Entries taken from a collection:
<<<<
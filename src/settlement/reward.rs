use rust_decimal::prelude::ToPrimitive;
use rust_decimal::{Decimal, RoundingStrategy};
use rust_decimal_macros::dec;
use serde::Serialize;

use crate::error::ValidationError;
use crate::ledger::models::{normalize_selection, Method, Round, ValidatedResult, Wager};

/// Bonus when the round claim matches the recorded round
pub const ROUND_BONUS: Decimal = dec!(1.20);
/// Bonus when the method claim matches the recorded method
pub const METHOD_BONUS: Decimal = dec!(1.10);

/// A wager's optional claims, parsed
#[derive(Debug, Clone, Copy, Default, PartialEq, Eq)]
pub struct Claims {
    pub round: Option<Round>,
    pub method: Option<Method>,
}

impl Claims {
    pub fn of(wager: &Wager) -> Result<Self, ValidationError> {
        Ok(Self {
            round: wager.round()?,
            method: wager.method()?,
        })
    }
}

#[derive(Debug, Clone, Copy, PartialEq, Eq, Serialize)]
pub struct RewardDecision {
    pub won: bool,
    pub reward: u64,
}

impl RewardDecision {
    pub const LOST: RewardDecision = RewardDecision { won: false, reward: 0 };
}

/// Multiplier for the claims that match the outcome
pub fn bonus(claims: &Claims, outcome: &ValidatedResult) -> Decimal {
    let mut bonus = Decimal::ONE;
    if claims.round.is_some() && claims.round == outcome.round {
        bonus *= ROUND_BONUS;
    }
    if claims.method.is_some() && claims.method == outcome.method {
        bonus *= METHOD_BONUS;
    }
    bonus
}

/// Decide a wager against its match result.
///
/// Arithmetic is exact; the payout is rounded once, half to even.
pub fn compute(wager: &Wager, claims: &Claims, outcome: &ValidatedResult) -> RewardDecision {
    if normalize_selection(&wager.selection) != outcome.winning_selection {
        return RewardDecision::LOST;
    }

    let payout = Decimal::from(wager.stake)
        .checked_mul(wager.base_odds)
        .and_then(|v| v.checked_mul(bonus(claims, outcome)))
        .unwrap_or(Decimal::MAX)
        .round_dp_with_strategy(0, RoundingStrategy::MidpointNearestEven);

    RewardDecision {
        won: true,
        reward: payout.to_u64().unwrap_or(u64::MAX),
    }
}
// Settlement: reward calculation and the reconciliation pass
pub mod engine;
pub mod reward;

pub use engine::{PassStatus, SettlementEngine, SettlementFailure, SettlementReport};
pub use reward::{Claims, RewardDecision};
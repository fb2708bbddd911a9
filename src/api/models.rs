use chrono::{DateTime, Utc};
use rust_decimal::Decimal;
use serde::{Deserialize, Serialize};
use validator::Validate;

use crate::intake::Pick;
use crate::ledger::models::*;

// ========== REQUEST MODELS ==========

#[derive(Debug, Deserialize, Validate)]
pub struct RegisterUserRequest {
    #[validate(length(min = 1, max = 64, message = "must be 1-64 characters"))]
    pub user: String,
    #[validate(length(max = 32))]
    pub color: Option<String>,
    #[validate(length(max = 64))]
    pub discord: Option<String>,
}

/// Explicit overwrite of a ledger entry
#[derive(Debug, Deserialize, Validate)]
pub struct AdminEditRequest {
    pub points: u64,
    #[validate(length(max = 32))]
    pub color: Option<String>,
    #[validate(length(max = 64))]
    pub discord: Option<String>,
}

#[derive(Debug, Clone, Deserialize, Validate)]
pub struct PickRequest {
    pub sport: Sport,
    #[validate(length(min = 1, message = "must not be empty"))]
    pub contest_id: String,
    #[validate(length(min = 1, message = "must not be empty"))]
    pub match_id: String,
    #[validate(length(min = 1, message = "must not be empty"))]
    pub selection: String,
    #[validate(range(min = 1, message = "must be at least 1 point"))]
    pub stake: u64,
    pub base_odds: Decimal,
    pub round_claim: Option<String>,
    pub method_claim: Option<String>,
}

impl From<PickRequest> for Pick {
    fn from(r: PickRequest) -> Self {
        Pick {
            sport: r.sport,
            contest_id: r.contest_id,
            match_id: r.match_id,
            selection: r.selection,
            stake: r.stake,
            base_odds: r.base_odds,
            round_claim: r.round_claim,
            method_claim: r.method_claim,
        }
    }
}

#[derive(Debug, Deserialize, Validate)]
pub struct PlaceWagerRequest {
    #[validate(length(min = 1, message = "must not be empty"))]
    pub bettor: String,
    #[serde(flatten)]
    #[validate]
    pub pick: PickRequest,
}

/// Combined ticket: one debit for the total stake
#[derive(Debug, Deserialize, Validate)]
pub struct PlaceSlipRequest {
    #[validate(length(min = 1, message = "must not be empty"))]
    pub bettor: String,
    #[validate]
    pub picks: Vec<PickRequest>,
}

#[derive(Debug, Deserialize, Validate)]
pub struct RecordResultRequest {
    pub sport: Sport,
    #[validate(length(min = 1, message = "must not be empty"))]
    pub match_id: String,
    #[validate(length(min = 1, message = "must not be empty"))]
    pub winning_selection: String,
    pub round: Option<String>,
    pub method: Option<String>,
}

#[derive(Debug, Deserialize)]
pub struct StreakQuery {
    pub sport: Option<Sport>,
}

// ========== RESPONSE MODELS ==========

#[derive(Debug, Serialize)]
pub struct AccountResponse {
    pub user: String,
    pub points: u64,
    pub color: Option<String>,
    pub discord: Option<String>,
    pub updated_at: DateTime<Utc>,
}

impl From<BalanceEntry> for AccountResponse {
    fn from(entry: BalanceEntry) -> Self {
        Self {
            user: entry.user,
            points: entry.points,
            color: entry.color,
            discord: entry.discord,
            updated_at: entry.updated_at,
        }
    }
}

#[derive(Debug, Serialize)]
pub struct PlaceWagerResponse {
    pub wager_ids: Vec<WagerId>,
    pub balance: Option<u64>,
}

#[derive(Debug, Serialize)]
pub struct ContestResponse {
    pub contest_id: String,
    pub sport: Sport,
    pub closed: bool,
    pub checked: bool,
    pub checked_at: Option<DateTime<Utc>>,
    pub matches: Vec<MatchResultResponse>,
}

#[derive(Debug, Serialize)]
pub struct MatchResultResponse {
    pub match_id: String,
    pub winning_selection: String,
    pub round: Option<String>,
    pub method: Option<String>,
    pub recorded_at: DateTime<Utc>,
}

impl ContestResponse {
    pub fn new(contest_id: &str, contest: ContestResults) -> Self {
        Self {
            contest_id: contest_id.to_string(),
            sport: contest.sport,
            closed: contest.closed,
            checked: contest.checked,
            checked_at: contest.checked_at,
            matches: contest
                .matches
                .into_iter()
                .map(|(match_id, r)| MatchResultResponse {
                    match_id,
                    winning_selection: r.winning_selection,
                    round: r.round,
                    method: r.method,
                    recorded_at: r.recorded_at,
                })
                .collect(),
        }
    }
}

#[derive(Debug, Serialize)]
pub struct HealthResponse {
    pub status: String,
    pub timestamp: DateTime<Utc>,
    pub store: String,
}
use axum::{
    async_trait,
    extract::{FromRequest, Request},
    Json,
};
use serde::de::DeserializeOwned;
use validator::Validate;

use crate::error::{AppError, ValidationError};

/// JSON body that has passed its `validator` rules
#[derive(Debug, Clone)]
pub struct ValidatedJson<T>(pub T);

#[async_trait]
impl<T, S> FromRequest<S> for ValidatedJson<T>
where
    T: DeserializeOwned + Validate,
    S: Send + Sync,
{
    type Rejection = AppError;

    async fn from_request(req: Request, state: &S) -> Result<Self, Self::Rejection> {
        let Json(value) = Json::<T>::from_request(req, state)
            .await
            .map_err(|e| ValidationError::InvalidInput(format!("Invalid JSON: {}", e.body_text())))?;

        value.validate().map_err(|e| {
            let mut errors: Vec<String> = e
                .field_errors()
                .into_iter()
                .map(|(field, errors)| {
                    let messages: Vec<String> = errors
                        .iter()
                        .map(|e| {
                            e.message
                                .as_ref()
                                .map(|s| s.to_string())
                                .unwrap_or_else(|| e.code.to_string())
                        })
                        .collect();
                    format!("{}: {}", field, messages.join(", "))
                })
                .collect();
            errors.sort();

            ValidationError::InvalidInput(format!("Validation failed: {}", errors.join("; ")))
        })?;

        Ok(ValidatedJson(value))
    }
}
use axum::{
    routing::{get, post, put},
    Router,
};
use std::time::Duration;
use tower_http::{compression::CompressionLayer, timeout::TimeoutLayer, trace::TraceLayer};
use tracing::info;

use crate::{
    api::handler::{
        admin_edit_user, close_contest, get_contest, get_profile, get_streaks, get_user_wagers,
        health_check, list_contests, list_users, place_slip, place_wager, record_result,
        register_user, run_settlement, AppState,
    },
    middleware::create_cors_layer,
};

pub fn create_app(state: AppState, cors_origins: &[String], request_timeout: Duration) -> Router {
    info!("⚙️ Setting up HTTP routes...");

    let app = Router::new()
        .route("/health", get(health_check))
        .nest(
            "/api/v1",
            Router::new()
                // Accounts
                .route("/users", post(register_user).get(list_users))
                .route("/users/:user", get(get_profile))
                .route("/users/:user/wagers", get(get_user_wagers))
                .route("/admin/users/:user", put(admin_edit_user))
                // Wagers
                .route("/wagers", post(place_wager))
                .route("/slips", post(place_slip))
                // Contest results (operator)
                .route("/contests", get(list_contests))
                .route("/contests/:contest_id", get(get_contest))
                .route("/contests/:contest_id/results", post(record_result))
                .route("/contests/:contest_id/close", post(close_contest))
                // Settlement
                .route("/settlement/run", post(run_settlement))
                .route("/stats/streaks", get(get_streaks)),
        );

    let app = with_layers(app, cors_origins, request_timeout).with_state(state);

    info!("✓ HTTP routes configured");
    app
}

// Requests running past the timeout get 408
fn with_layers<S>(router: Router<S>, cors_origins: &[String], request_timeout: Duration) -> Router<S>
where
    S: Clone + Send + Sync + 'static,
{
    router
        .layer(CompressionLayer::new())
        .layer(TimeoutLayer::new(request_timeout))
        .layer(create_cors_layer(cors_origins))
        .layer(TraceLayer::new_for_http())
}

pub async fn run_server(app: Router, bind_address: &str) -> anyhow::Result<()> {
    let listener = tokio::net::TcpListener::bind(bind_address).await?;
    info!("🌐 Server listening on: {}", bind_address);

    axum::serve(listener, app).await?;
    Ok(())
}

#[cfg(test)]
mod tests {
    use super::*;
    use crate::config::{Config, StoreBackend};
    use axum::body::{to_bytes, Body};
    use axum::http::{Request, StatusCode};
    use serde_json::{json, Value};
    use tower::ServiceExt;

    async fn app() -> Router {
        let config = Config {
            bind_address: "127.0.0.1:0".into(),
            store_backend: StoreBackend::Memory,
            database_url: None,
            db_max_connections: 1,
            cas_max_attempts: 5,
            cas_base_delay_ms: 1,
            cas_max_delay_ms: 5,
            starting_points: 1000,
            notify_webhook_url: None,
            cors_origins: Vec::new(),
            request_timeout_secs: 30,
        };
        let state = crate::bootstrap::initialize_app_state(&config).await.unwrap();
        create_app(state, &config.cors_origins, config.request_timeout())
    }

    async fn call(app: &Router, method: &str, uri: &str, body: Option<Value>) -> (StatusCode, Value) {
        let request = Request::builder()
            .method(method)
            .uri(uri)
            .header("content-type", "application/json")
            .body(body.map(|b| Body::from(b.to_string())).unwrap_or_else(Body::empty))
            .unwrap();
        let response = app.clone().oneshot(request).await.unwrap();
        let status = response.status();
        let bytes = to_bytes(response.into_body(), usize::MAX).await.unwrap();
        let value = if bytes.is_empty() {
            Value::Null
        } else {
            serde_json::from_slice(&bytes).unwrap()
        };
        (status, value)
    }

    #[tokio::test]
    async fn test_wager_lifecycle_over_http() {
        let app = app().await;

        let (status, _) = call(&app, "POST", "/api/v1/users", Some(json!({"user": "ana"}))).await;
        assert_eq!(status, StatusCode::CREATED);

        let (status, body) = call(
            &app,
            "POST",
            "/api/v1/wagers",
            Some(json!({
                "bettor": "ana",
                "sport": "ufc",
                "contest_id": "UFC 300",
                "match_id": "Pereira vs Hill",
                "selection": "Pereira",
                "stake": 100,
                "base_odds": 1.9,
                "round_claim": "R2"
            })),
        )
        .await;
        assert_eq!(status, StatusCode::CREATED);
        assert_eq!(body["balance"], 900);

        let (status, _) = call(
            &app,
            "POST",
            "/api/v1/contests/UFC%20300/results",
            Some(json!({
                "sport": "ufc",
                "match_id": "Pereira vs Hill",
                "winning_selection": "Pereira",
                "round": "R2",
                "method": "KO"
            })),
        )
        .await;
        assert_eq!(status, StatusCode::OK);

        let (status, _) = call(&app, "POST", "/api/v1/contests/UFC%20300/close", None).await;
        assert_eq!(status, StatusCode::OK);

        let (status, report) = call(&app, "POST", "/api/v1/settlement/run", None).await;
        assert_eq!(status, StatusCode::OK);
        assert_eq!(report["status"], "completed");
        assert_eq!(report["points_credited"], 228);

        let (_, profile) = call(&app, "GET", "/api/v1/users/ana", None).await;
        assert_eq!(profile["account"]["points"], 1128);
        assert_eq!(profile["history"][0]["net"], 228);

        let (_, streaks) = call(&app, "GET", "/api/v1/stats/streaks?sport=ufc", None).await;
        assert_eq!(streaks[0]["user"], "ana");
        assert_eq!(streaks[0]["longest_streak"], 1);
    }

    #[tokio::test]
    async fn test_error_codes() {
        let app = app().await;
        call(&app, "POST", "/api/v1/users", Some(json!({"user": "ana"}))).await;

        let pick = |stake: u64| {
            json!({
                "bettor": "ana",
                "sport": "ufc",
                "contest_id": "UFC 300",
                "match_id": "A vs B",
                "selection": "A",
                "stake": stake,
                "base_odds": 2.0
            })
        };

        let (status, body) = call(&app, "POST", "/api/v1/wagers", Some(pick(5000))).await;
        assert_eq!(status, StatusCode::UNPROCESSABLE_ENTITY);
        assert_eq!(body["error_code"], "INSUFFICIENT_BALANCE");
        assert_eq!(body["details"]["available"], 1000);

        let (status, body) = call(&app, "POST", "/api/v1/wagers", Some(pick(0))).await;
        assert_eq!(status, StatusCode::BAD_REQUEST);
        assert_eq!(body["error_code"], "VALIDATION_ERROR");

        let (status, body) = call(&app, "GET", "/api/v1/users/nobody", None).await;
        assert_eq!(status, StatusCode::NOT_FOUND);
        assert_eq!(body["error_code"], "NOT_FOUND");

        let (status, body) = call(&app, "POST", "/api/v1/users", Some(json!({"user": "ana"}))).await;
        assert_eq!(status, StatusCode::BAD_REQUEST);
        assert_eq!(body["error_code"], "VALIDATION_ERROR");
    }

    #[tokio::test]
    async fn test_slow_request_times_out() {
        let router: Router = Router::new()
            .route(
                "/slow",
                get(|| async {
                    tokio::time::sleep(Duration::from_secs(5)).await;
                    "done"
                }),
            )
            .route("/fast", get(|| async { "done" }));
        let app = with_layers(router, &[], Duration::from_millis(20));

        let request = || Request::builder().uri("/slow").body(Body::empty()).unwrap();
        let response = app.clone().oneshot(request()).await.unwrap();
        assert_eq!(response.status(), StatusCode::REQUEST_TIMEOUT);

        let request = Request::builder().uri("/fast").body(Body::empty()).unwrap();
        let response = app.oneshot(request).await.unwrap();
        assert_eq!(response.status(), StatusCode::OK);
    }

    #[tokio::test]
    async fn test_health() {
        let app = app().await;
        let (status, body) = call(&app, "GET", "/health", None).await;
        assert_eq!(status, StatusCode::OK);
        assert_eq!(body["status"], "healthy");
        assert_eq!(body["store"], "memory");
    }
}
>>>>
▸ TASK OBJECTIVE:
Filter the lines above, keeping each one that contains the string "PartialEq".

▸ ANSWER FOR THE TASK:
#[derive(Debug, Clone, Copy, Default, PartialEq, Eq)]
#[derive(Debug, Clone, Copy, PartialEq, Eq, Serialize)]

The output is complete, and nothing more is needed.